Exercise requirements ->
Where the material below has a line containing "let port = listener.local_addr().unwrap().port();", start repeating exactly, and keep going through the line containing "use super::env::DevEnvironment;", with no other lines.

Records ->
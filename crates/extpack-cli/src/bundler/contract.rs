//! I/O contract types for bundler communication.

use serde::{Deserialize, Serialize};
use std::path::{Path, PathBuf};

use crate::config::Sourcemap;

/// Everything the bundler needs for one build.
///
/// `entrypoints` is the complete ordered list for the run; the bundler is
/// invoked once per pipeline run with all of them.
#[derive(Debug, Clone, PartialEq, Serialize, Deserialize)]
pub struct BuildRequest {
    /// Absolute forward-slash entrypoint paths, in submission order.
    pub entrypoints: Vec<String>,
    pub minify: bool,
    pub sourcemap: Sourcemap,
    pub outdir: PathBuf,
    /// Output naming template.
    pub naming: String,
    /// Project root, used as the bundler's working directory.
    pub root: PathBuf,
}

/// What a bundler output is.
#[derive(Debug, Clone, Copy, PartialEq, Eq, Hash, Serialize, Deserialize)]
#[serde(rename_all = "kebab-case")]
pub enum OutputKind {
    EntryPoint,
    Chunk,
    Asset,
    Sourcemap,
}

impl OutputKind {
    fn parse(raw: Option<&str>) -> Self {
        match raw.map(|s| s.to_ascii_lowercase()).as_deref() {
            Some("entry-point" | "entry_point" | "entrypoint") => OutputKind::EntryPoint,
            Some("chunk") => OutputKind::Chunk,
            Some("sourcemap" | "source-map") => OutputKind::Sourcemap,
            _ => OutputKind::Asset,
        }
    }
}

/// How the bundler loaded the source of an output.
#[derive(Debug, Clone, Copy, PartialEq, Eq, Hash, Serialize, Deserialize)]
#[serde(rename_all = "snake_case")]
pub enum Loader {
    Html,
    File,
    Script,
    Style,
}

impl Loader {
    fn parse(raw: Option<&str>, path: &Path) -> Self {
        match raw.map(|s| s.to_ascii_lowercase()).as_deref() {
            Some("html") => Loader::Html,
            Some("css" | "style") => Loader::Style,
            Some("js" | "jsx" | "ts" | "tsx" | "mjs" | "cjs" | "mts" | "cts" | "script") => {
                Loader::Script
            }
            Some("file" | "asset" | "text" | "json" | "toml" | "wasm" | "napi") => Loader::File,
            _ => Self::from_extension(path),
        }
    }

    fn from_extension(path: &Path) -> Self {
        match path.extension().and_then(|e| e.to_str()) {
            Some("html" | "htm") => Loader::Html,
            Some("css") => Loader::Style,
            Some("js" | "mjs" | "cjs") => Loader::Script,
            _ => Loader::File,
        }
    }
}

/// One emitted artifact, normalized.
#[derive(Debug, Clone, PartialEq, Eq, Serialize, Deserialize)]
pub struct OutputRecord {
    /// Absolute output path.
    pub path: PathBuf,
    pub kind: OutputKind,
    pub loader: Loader,
}

impl OutputRecord {
    /// Creates a record.
    pub fn new(path: impl Into<PathBuf>, kind: OutputKind, loader: Loader) -> Self {
        Self {
            path: path.into(),
            kind,
            loader,
        }
    }

    /// Creates an entry-point record for a bundled script.
    pub fn script(path: impl Into<PathBuf>) -> Self {
        Self::new(path, OutputKind::EntryPoint, Loader::Script)
    }

    /// Creates an entry-point record for a bundled stylesheet.
    pub fn style(path: impl Into<PathBuf>) -> Self {
        Self::new(path, OutputKind::EntryPoint, Loader::Style)
    }

    /// Creates an entry-point record for an emitted HTML document.
    pub fn html(path: impl Into<PathBuf>) -> Self {
        Self::new(path, OutputKind::EntryPoint, Loader::Html)
    }

    /// Creates an entry-point record for a copied file (icons, images).
    pub fn file(path: impl Into<PathBuf>) -> Self {
        Self::new(path, OutputKind::EntryPoint, Loader::File)
    }

    /// Creates the `.js` entry point a file loader emits in front of a copied file.
    pub fn file_wrapper(path: impl Into<PathBuf>) -> Self {
        Self::new(path, OutputKind::EntryPoint, Loader::File)
    }

    /// Creates an asset record for a copied file.
    pub fn file_asset(path: impl Into<PathBuf>) -> Self {
        Self::new(path, OutputKind::Asset, Loader::File)
    }

    /// Creates a chunk record.
    pub fn chunk(path: impl Into<PathBuf>) -> Self {
        Self::new(path, OutputKind::Chunk, Loader::Script)
    }

    /// Returns true if a manifest field may point at this record directly.
    ///
    /// Chunks, assets and source maps are only reachable through other
    /// outputs. Scripts the bundler derived from an HTML document belong to
    /// that document, not to a manifest field.
    pub fn is_addressable(&self) -> bool {
        match self.kind {
            OutputKind::EntryPoint => !(self.loader == Loader::Html && !self.is_html_document()),
            OutputKind::Chunk | OutputKind::Asset | OutputKind::Sourcemap => false,
        }
    }

    /// Returns true for a file-loader entry point that only re-exports the
    /// URL of a copied file (`16.js` standing in for `16-a1b2c3d4.png`).
    pub fn is_file_wrapper(&self) -> bool {
        self.kind == OutputKind::EntryPoint
            && self.loader == Loader::File
            && matches!(
                self.path.extension().and_then(|e| e.to_str()),
                Some("js" | "mjs" | "cjs")
            )
    }

    /// Returns true for a file copied as an asset.
    pub fn is_file_asset(&self) -> bool {
        self.kind == OutputKind::Asset && self.loader == Loader::File
    }

    /// Returns true if the record is an HTML document.
    pub fn is_html_document(&self) -> bool {
        matches!(
            self.path.extension().and_then(|e| e.to_str()),
            Some("html" | "htm")
        )
    }
}

/// A diagnostic emitted by the bundler.
#[derive(Debug, Clone, PartialEq, Eq, Serialize, Deserialize)]
pub struct BuildLog {
    #[serde(default = "default_level")]
    pub level: String,
    pub message: String,
}

fn default_level() -> String {
    "error".to_string()
}

impl BuildLog {
    /// Creates a log entry.
    pub fn new(level: impl Into<String>, message: impl Into<String>) -> Self {
        Self {
            level: level.into(),
            message: message.into(),
        }
    }
}

impl std::fmt::Display for BuildLog {
    fn fmt(&self, f: &mut std::fmt::Formatter<'_>) -> std::fmt::Result {
        write!(f, "[{}] {}", self.level, self.message)
    }
}

/// Normalized bundler result.
#[derive(Debug, Clone, PartialEq, Default)]
pub struct BuildResult {
    pub success: bool,
    /// Outputs in the order the bundler reported them.
    pub outputs: Vec<OutputRecord>,
    pub logs: Vec<BuildLog>,
}

impl BuildResult {
    /// Creates a successful result.
    pub fn success(outputs: Vec<OutputRecord>) -> Self {
        Self {
            success: true,
            outputs,
            logs: Vec::new(),
        }
    }

    /// Creates a failed result.
    pub fn failure(logs: Vec<BuildLog>) -> Self {
        Self {
            success: false,
            outputs: Vec::new(),
            logs,
        }
    }
}

/// Result JSON as printed by a bundler process.
#[derive(Debug, Clone, Deserialize)]
pub struct RawBuildResult {
    pub success: bool,
    #[serde(default)]
    pub outputs: Vec<RawOutput>,
    #[serde(default)]
    pub logs: Vec<BuildLog>,
}

/// One output entry as printed by a bundler process.
#[derive(Debug, Clone, Deserialize)]
pub struct RawOutput {
    pub path: String,
    #[serde(default)]
    pub kind: Option<String>,
    #[serde(default)]
    pub loader: Option<String>,
}

impl RawBuildResult {
    /// Normalizes paths against `outdir` and classifies every record.
    pub fn normalize(self, outdir: &Path) -> BuildResult {
        let outputs = self
            .outputs
            .into_iter()
            .map(|raw| {
                let path = PathBuf::from(&raw.path);
                let path = if path.is_absolute() {
                    path
                } else {
                    outdir.join(path)
                };
                let path = extpack_manifest::paths::normalize(&path);
                let loader = Loader::parse(raw.loader.as_deref(), &path);
                OutputRecord {
                    kind: OutputKind::parse(raw.kind.as_deref()),
                    loader,
                    path,
                }
            })
            .collect();

        BuildResult {
            success: self.success,
            outputs,
            logs: self.logs,
        }
    }
}
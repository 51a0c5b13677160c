//! Project fixtures: scratch extension trees on disk.

use std::fs;
use std::net::TcpListener;
use std::path::{Path, PathBuf};
use tempfile::TempDir;

use extpack_cli::bundler::Bundler;
use extpack_cli::config::Config;
use extpack_cli::pipeline::{Pipeline, PipelineReport};
use extpack_manifest::Manifest;

/// A temporary extension project.
pub struct ProjectFixture {
    pub root: TempDir,
}

impl ProjectFixture {
    /// Create a new empty project.
    pub fn new() -> Self {
        let root = TempDir::new().expect("Failed to create temp dir");
        Self { root }
    }

    /// Get the project root path.
    pub fn path(&self) -> &Path {
        self.root.path()
    }

    /// Write a file relative to the project root, creating parent directories.
    pub fn write(&self, relative: &str, content: &str) -> PathBuf {
        let path = self.path().join(relative);
        fs::create_dir_all(path.parent().expect("file has a parent"))
            .expect("Failed to create parent dir");
        fs::write(&path, content).expect("Failed to write file");
        path
    }

    /// Write the manifest source (`manifest.json`).
    pub fn write_manifest(&self, manifest: serde_json::Value) -> PathBuf {
        self.write(
            "manifest.json",
            &serde_json::to_string_pretty(&manifest).expect("Failed to serialize manifest"),
        )
    }

    /// Default configuration resolved against this project.
    pub fn config(&self) -> Config {
        Config::default().resolved(self.path())
    }

    /// Load the manifest source and run the pipeline once.
    pub fn build<B: Bundler>(&self, config: &Config, bundler: B) -> PipelineReport {
        let mut manifest = Manifest::load(&config.manifest).expect("Failed to load manifest");
        Pipeline::new(config, bundler)
            .run(&mut manifest)
            .expect("Pipeline run failed")
    }

    /// The written `manifest.json` as raw JSON.
    pub fn output_manifest(&self, config: &Config) -> serde_json::Value {
        let content =
            fs::read_to_string(config.output_manifest()).expect("Failed to read manifest.json");
        serde_json::from_str(&content).expect("manifest.json is not JSON")
    }

    /// Read a file relative to the output directory.
    pub fn read_output(&self, config: &Config, relative: &str) -> String {
        fs::read_to_string(config.outdir.join(relative))
            .unwrap_or_else(|e| panic!("Failed to read {}: {}", relative, e))
    }
}

impl Default for ProjectFixture {
    fn default() -> Self {
        Self::new()
    }
}

/// Find an available port for testing.
pub fn find_available_port() -> u16 {
    let listener = TcpListener::bind("127.0.0.1:0").expect("Failed to bind to random port");
    let port = listener.local_addr().unwrap().port();
    drop(listener);
    port
}
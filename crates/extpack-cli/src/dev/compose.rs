//! Service worker composition wrapper.
//!
//! In dev mode the manifest's service worker is replaced by `compose.js`,
//! which carries the live-reload client and imports the user's own worker
//! when there is one.

use std::path::{Path, PathBuf};

use extpack_manifest::paths::relative_posix;

use super::env::DevEnvironment;

/// File name of the wrapper, written to the project root.
pub const COMPOSE_FILE_NAME: &str = "compose.js";

const TEMPLATE: &str = include_str!("../../assets/compose_template.js");

const NO_WORKER: &str = "// No background service worker; running the keep-alive client only.";

/// Renders the wrapper for `service_worker` (a path relative to the project root).
pub fn render(env: &DevEnvironment, service_worker: Option<&str>) -> String {
    let import = match service_worker {
        Some(path) => format!("import \"./{}\";", path.trim_start_matches("./")),
        None => NO_WORKER.to_string(),
    };

    TEMPLATE
        .replace("{{IMPORT}}", &import)
        .replace("{{PORT}}", &env.port.to_string())
        .replace("{{PACKAGE}}", &env.package)
}

/// Writes the wrapper into `root` and returns its path.
///
/// `service_worker` is the value declared in the manifest source. It is
/// imported only when the file exists.
pub fn write_compose(
    root: &Path,
    env: &DevEnvironment,
    service_worker: Option<&str>,
) -> std::io::Result<PathBuf> {
    let worker = service_worker
        .map(|value| root.join(value))
        .filter(|path| path.is_file());

    let import = match &worker {
        Some(path) => {
            tracing::info!(worker = %path.display(), "composing background service worker");
            Some(relative_posix(root, path))
        }
        None => {
            tracing::info!("no background service worker found; creating one");
            None
        }
    };

    let path = root.join(COMPOSE_FILE_NAME);
    std::fs::write(&path, render(env, import.as_deref()))?;
    Ok(path)
}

Solution below ->
    let port = listener.local_addr().unwrap().port();
    drop(listener);
    port
}
filename crates/extpack-cli/src/dev/compose.rs
//! Service worker composition wrapper.
//!
//! In dev mode the manifest's service worker is replaced by `compose.js`,
//! which carries the live-reload client and imports the user's own worker
//! when there is one.

use std::path::{Path, PathBuf};

use extpack_manifest::paths::relative_posix;

use super::env::DevEnvironment;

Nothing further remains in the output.